My motive for asking the question, in case I have done so too clumsily to suggest how it might be answered, is what Russell somewhere calls the "curse of the philosophic temperament": that I have the religious fanatics's need desperately to believe noble or beautiful things about the universe I live in, coupled with the man of science's stubborn inability to believe anything I suspect may well be false. When I was very young, & went to Jesuit school, I expected the sort of actual immortality that was promised to me, but then I discovered that there's no reason whatsoever to suppose I even have/am a Cartesian "res cogitans"/"ego," let alone an immortal soul. Then I began to long for the sort of "poetic immortality" one finds in the Iliad or in Shakespearean sonnets, of being remembered & heroized after one's death; I decided that would be almost as good. Of course I realized later that, even if my own meagre achievements were somehow to merit such immortality, that history forgets, & even if it remembers, the human race won't be around until the end of the universe, & even if it is, they say universe itself won't last forever. So for several years now I've contented myself that even though I won't always be, or even be always remembered, I can still say "I will always have been." That's almost as good.
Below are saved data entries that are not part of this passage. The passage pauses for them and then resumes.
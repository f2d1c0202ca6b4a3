//! Logging view: the in-progress session, the exercise picker and commit.

use std::cell::RefCell;
use std::rc::{Rc, Weak};

use liftlog_core::render::{dom, render_picker, render_session, set_input_selector};
use liftlog_core::{Prompter, SessionEditor, SetField, ViewController};
use tracing::{debug, info, warn};
use wasm_bindgen::JsCast;
use web_sys::{Element, Event, EventTarget, HtmlElement, HtmlInputElement};

use super::SharedStore;
use crate::browser::{describe, now_ms, today_iso, BrowserPrompter};
use crate::dom::{
    defer, event_element, find, focused_within, has_class, index_attr, input_value, query_all, require, set_visible,
    EventBinding,
};

pub struct RecordController {
    store: SharedStore,
    view: Option<Rc<RecordView>>,
}

impl RecordController {
    pub fn new(store: SharedStore) -> Self {
        Self { store, view: None }
    }
}

impl ViewController for RecordController {
    fn mount(&mut self) -> Result<(), String> {
        let view = Rc::new(RecordView::locate(self.store.clone())?);
        view.reset_date();
        RecordView::bind(&view)?;
        view.repaint();
        self.view = Some(view);
        info!("Record view ready");
        Ok(())
    }

    fn teardown(&mut self) {
        let Some(view) = self.view.take() else {
            return;
        };
        let lost = view.editor.borrow_mut().discard();
        if lost > 0 {
            info!("Leaving record view, {} uncommitted exercises discarded", lost);
        }
        view.bindings.borrow_mut().clear();
        view.paint_bindings.borrow_mut().clear();
    }
}

struct RecordView {
    store: SharedStore,
    prompter: BrowserPrompter,
    editor: RefCell<SessionEditor>,
    container: Element,
    commit_button: HtmlElement,
    date_input: HtmlInputElement,
    modal: Option<HtmlElement>,
    picker_list: Option<Element>,
    /// Listeners on elements that live as long as the view.
    bindings: RefCell<Vec<EventBinding>>,
    /// Listeners on painted nodes, replaced on every repaint.
    paint_bindings: RefCell<Vec<EventBinding>>,
}

impl RecordView {
    fn locate(store: SharedStore) -> Result<Self, String> {
        Ok(Self {
            store,
            prompter: BrowserPrompter,
            editor: RefCell::new(SessionEditor::new()),
            container: require(dom::RECORDS_CONTAINER)?,
            commit_button: require(dom::COMMIT_BUTTON)?,
            date_input: require(dom::DATE_INPUT)?,
            modal: find(dom::PICKER_MODAL),
            picker_list: find(dom::PICKER_LIST),
            bindings: RefCell::new(Vec::new()),
            paint_bindings: RefCell::new(Vec::new()),
        })
    }

    fn reset_date(&self) {
        self.date_input.set_value(&today_iso());
    }

    /// Listen on `target`, forwarding to `handler` while the view is alive.
    fn listen(
        this: &Rc<Self>,
        target: &EventTarget,
        event: &'static str,
        handler: fn(&Rc<Self>, Event),
    ) -> Result<EventBinding, String> {
        let weak: Weak<Self> = Rc::downgrade(this);
        EventBinding::listen(target, event, move |ev| {
            if let Some(view) = weak.upgrade() {
                handler(&view, ev);
            }
        })
    }

    fn bind(this: &Rc<Self>) -> Result<(), String> {
        let mut bindings = vec![
            Self::listen(this, &this.container, "click", Self::on_card_click)?,
            Self::listen(this, &this.commit_button, "click", |view, _| view.commit())?,
        ];
        if let Some(open) = find::<Element>(dom::PICKER_OPEN) {
            bindings.push(Self::listen(this, &open, "click", |view, _| view.open_picker())?);
        }
        if let Some(modal) = &this.modal {
            bindings.push(Self::listen(this, modal, "click", Self::on_modal_click)?);
        }
        if let Some(list) = &this.picker_list {
            bindings.push(Self::listen(this, list, "click", Self::on_picker_click)?);
        }
        *this.bindings.borrow_mut() = bindings;
        Ok(())
    }

    /// Paint the whole session from state and rebind the set inputs. A set
    /// field that had focus keeps it.
    fn repaint(self: &Rc<Self>) {
        let focused = focused_within(&self.container).and_then(|el| set_input_key(&el));
        let markup = render_session(&self.editor.borrow());
        self.paint_bindings.borrow_mut().clear();
        self.container.set_inner_html(&markup.html);
        set_visible(&self.commit_button, markup.show_commit);
        if let Some((record, set, field)) = focused {
            self.focus_set_input(record, set, field);
        }

        let selector = format!(".{}", dom::SET_INPUT);
        let mut bindings = Vec::new();
        for input in query_all(&self.container, &selector) {
            match Self::listen(self, &input, "change", Self::on_set_change) {
                Ok(binding) => bindings.push(binding),
                Err(e) => warn!("{}", e),
            }
        }
        *self.paint_bindings.borrow_mut() = bindings;
    }

    fn focus_set_input(&self, record: usize, set: usize, field: SetField) {
        let selector = set_input_selector(record, set, field);
        let input = self
            .container
            .query_selector(&selector)
            .ok()
            .flatten()
            .and_then(|el| el.dyn_into::<HtmlElement>().ok());
        if let Some(input) = input {
            if let Err(e) = input.focus() {
                debug!("Could not refocus {}: {}", selector, describe(&e));
            }
        }
    }

    fn on_set_change(this: &Rc<Self>, event: Event) {
        let Some((input, value)) = input_value(&event) else {
            return;
        };
        let record = index_attr(&input, dom::ATTR_RECORD);
        let set = index_attr(&input, dom::ATTR_SET);
        let field = input
            .get_attribute(dom::ATTR_FIELD)
            .and_then(|f| SetField::from_attr(&f));
        let (Some(record), Some(set), Some(field)) = (record, set, field) else {
            return;
        };

        let result = this.editor.borrow_mut().update_set(record, set, field, &value);
        match result {
            // `change` fires before Tab moves focus; repaint once it has
            // landed so the next field is the one refocused.
            Ok(_) => {
                let weak = Rc::downgrade(this);
                defer(move || {
                    if let Some(view) = weak.upgrade() {
                        view.repaint();
                    }
                });
            }
            Err(e) => warn!("Ignoring set edit: {}", e),
        }
    }

    fn on_card_click(this: &Rc<Self>, event: Event) {
        let Some(target) = event_element(&event) else {
            return;
        };
        let Some(record) = index_attr(&target, dom::ATTR_RECORD) else {
            return;
        };
        let set = index_attr(&target, dom::ATTR_SET);

        let result = if has_class(&target, dom::ADD_SET) {
            this.editor.borrow_mut().add_set(record).map(|_| true)
        } else if has_class(&target, dom::DELETE_SET) {
            match set {
                Some(set) => this
                    .editor
                    .borrow_mut()
                    .remove_set(record, set, &this.prompter),
                None => Ok(false),
            }
        } else if has_class(&target, dom::DELETE_EXERCISE) {
            this.editor
                .borrow_mut()
                .remove_exercise(record, &this.prompter)
        } else {
            Ok(false)
        };

        match result {
            Ok(true) => this.repaint(),
            Ok(false) => {}
            Err(e) => warn!("Ignoring session edit: {}", e),
        }
    }

    fn open_picker(&self) {
        if let Some(list) = &self.picker_list {
            list.set_inner_html(&render_picker(&self.store.get_exercises()));
        }
        if let Some(modal) = &self.modal {
            set_visible(modal, true);
        }
    }

    fn close_picker(&self) {
        if let Some(modal) = &self.modal {
            set_visible(modal, false);
        }
    }

    fn on_modal_click(this: &Rc<Self>, event: Event) {
        let Some(target) = event_element(&event) else {
            return;
        };
        let backdrop = this
            .modal
            .as_ref()
            .map(|m| **m == target)
            .unwrap_or(false);
        if backdrop || has_class(&target, dom::PICKER_CLOSE) {
            this.close_picker();
        }
    }

    fn on_picker_click(this: &Rc<Self>, event: Event) {
        let Some(target) = event_element(&event) else {
            return;
        };
        if !has_class(&target, dom::PICKER_ITEM) {
            return;
        }
        let Some(name) = target.get_attribute(dom::ATTR_EXERCISE) else {
            return;
        };

        let result = this.editor.borrow_mut().add_exercise(&name);
        this.close_picker();
        match result {
            Ok(()) => this.repaint(),
            Err(e) => this.prompter.notify(&e.to_string()),
        }
    }

    fn commit(self: &Rc<Self>) {
        let date = self.date_input.value();
        let result = self
            .editor
            .borrow_mut()
            .commit(&date, &*self.store, now_ms());
        match result {
            Ok(count) => {
                self.repaint();
                self.reset_date();
                self.prompter
                    .notify(&format!("Saved {} exercise(s).", count));
            }
            Err(e) => {
                warn!("Commit refused: {}", e);
                self.prompter.notify(&e.to_string());
            }
        }
    }
}

fn set_input_key(el: &Element) -> Option<(usize, usize, SetField)> {
    if !has_class(el, dom::SET_INPUT) {
        return None;
    }
    let field = el.get_attribute(dom::ATTR_FIELD).and_then(|f| SetField::from_attr(&f))?;
    Some((index_attr(el, dom::ATTR_RECORD)?, index_attr(el, dom::ATTR_SET)?, field))
}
But now I've been reading some of Goedel's letters & some modern-day philosophers of physics, & something very alarming springs to mind. If space & time are a unity, it stands to reason that since spatial positions are ordered only relationally (and not in priority or sequence; there being no absolute position or direction) that might well be true of temporal positions also. I even read an analysis of philosophical implications for phenomena in quantum physics which suggested that the best way to conceive of the Young experiment, & Heisenberg, & other such, is that the present or future actually influences & may even determine the past few microseconds! If the past isn't eternally fixed, then someday not just I, but things that actually matter, too, like poetry and math; heroism & ecstasy - will not only "cease to be" (I am resigned to that) but may someday never have existed at all!
Dread over this possibility is tormenting me; I'm eating my whole weltanschauung from the inside out worrying about it. Please let me know if I'm still in the clear or if I've got to somehow part with even this little thing I still permit myself to believe & reconceptualize everything from the ground up. You have my profound gratitude for any insight you might shed on this issue.